Exercise objective
Please filter the data below down to the lines holding the string "Storage".
··· Exercise data ···
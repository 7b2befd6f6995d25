//! Error types for Ink Studio server

use axum::{
    http::StatusCode,
    response::{IntoResponse, Response},
    Json,
};
use serde::Serialize;
use thiserror::Error;

/// Stable error codes returned in the JSON error body
#[derive(Debug, Clone, Copy, PartialEq, Eq)]
#[repr(u32)]
pub enum ErrorCode {
    Failure = 1,
    NotAuthorized = 2,
    PersistenceFailure = 3,
    NoSuchRecord = 4,
    BadValue = 5,
    SlotUnavailable = 6,
    InvalidTransition = 7,
    PayloadTooLarge = 8,
}

/// Main application error type
#[derive(Error, Debug)]
pub enum AppError {
    #[error("Authentication failed: {0}")]
    Authentication(String),

    #[error("Not found: {0}")]
    NotFound(String),

    #[error("Validation error: {0}")]
    Validation(String),

    /// The requested date/time can no longer be booked
    #[error("Slot unavailable: {0}")]
    SlotUnavailable(String),

    #[error("Invalid status transition: {0}")]
    InvalidTransition(String),

    #[error("Database error: {0}")]
    Database(#[from] sqlx::Error),

    /// Storage backend failure outside of SQL (serialization, blob I/O)
    #[error("Persistence error: {0}")]
    Persistence(String),

    #[error("Payload too large: {0}")]
    PayloadTooLarge(String),

    #[error("Internal server error: {0}")]
    Internal(String),
}

impl From<serde_json::Error> for AppError {
    fn from(e: serde_json::Error) -> Self {
        AppError::Persistence(format!("Malformed document: {}", e))
    }
}

impl From<validator::ValidationErrors> for AppError {
    fn from(errors: validator::ValidationErrors) -> Self {
        let mut fields: Vec<String> = errors
            .field_errors()
            .into_iter()
            .map(|(field, errs)| {
                let message = errs
                    .iter()
                    .find_map(|e| e.message.as_ref().map(|m| m.to_string()))
                    .unwrap_or_else(|| "is invalid".to_string());
                format!("{}: {}", field, message)
            })
            .collect();
        fields.sort();
        AppError::Validation(fields.join(", "))
    }
}

/// Error response body
#[derive(Serialize, utoipa::ToSchema)]
pub struct ErrorResponse {
    pub code: u32,
    pub error: String,
    pub message: String,
}

impl IntoResponse for AppError {
    fn into_response(self) -> Response {
        let (status, code, message) = match &self {
            AppError::Authentication(msg) => {
                (StatusCode::UNAUTHORIZED, ErrorCode::NotAuthorized, msg.clone())
            }
            AppError::NotFound(msg) => {
                tracing::warn!("Not found: {}", msg);
                (StatusCode::NOT_FOUND, ErrorCode::NoSuchRecord, msg.clone())
            }
            AppError::Validation(msg) => {
                (StatusCode::BAD_REQUEST, ErrorCode::BadValue, msg.clone())
            }
            AppError::SlotUnavailable(msg) => {
                (StatusCode::CONFLICT, ErrorCode::SlotUnavailable, msg.clone())
            }
            AppError::InvalidTransition(msg) => {
                (StatusCode::UNPROCESSABLE_ENTITY, ErrorCode::InvalidTransition, msg.clone())
            }
            AppError::Database(e) => {
                tracing::error!("Database error: {:?}", e);
                (
                    StatusCode::INTERNAL_SERVER_ERROR,
                    ErrorCode::PersistenceFailure,
                    "Database error".to_string(),
                )
            }
            AppError::Persistence(msg) => {
                tracing::error!("Persistence error: {}", msg);
                (
                    StatusCode::INTERNAL_SERVER_ERROR,
                    ErrorCode::PersistenceFailure,
                    "Storage error".to_string(),
                )
            }
            AppError::PayloadTooLarge(msg) => {
                (StatusCode::PAYLOAD_TOO_LARGE, ErrorCode::PayloadTooLarge, msg.clone())
            }
            AppError::Internal(msg) => {
                tracing::error!("Internal error: {}", msg);
                (
                    StatusCode::INTERNAL_SERVER_ERROR,
                    ErrorCode::Failure,
                    "Internal server error".to_string(),
                )
            }
        };

        let body = Json(ErrorResponse {
            code: code as u32,
            error: format!("{:?}", code),
            message,
        });

        (status, body).into_response()
    }
}

/// Result type alias for application operations
pub type AppResult<T> = Result<T, AppError>;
···
Exercise solution
    /// Storage backend failure outside of SQL (serialization, blob I/O)
                    "Storage error".to_string(),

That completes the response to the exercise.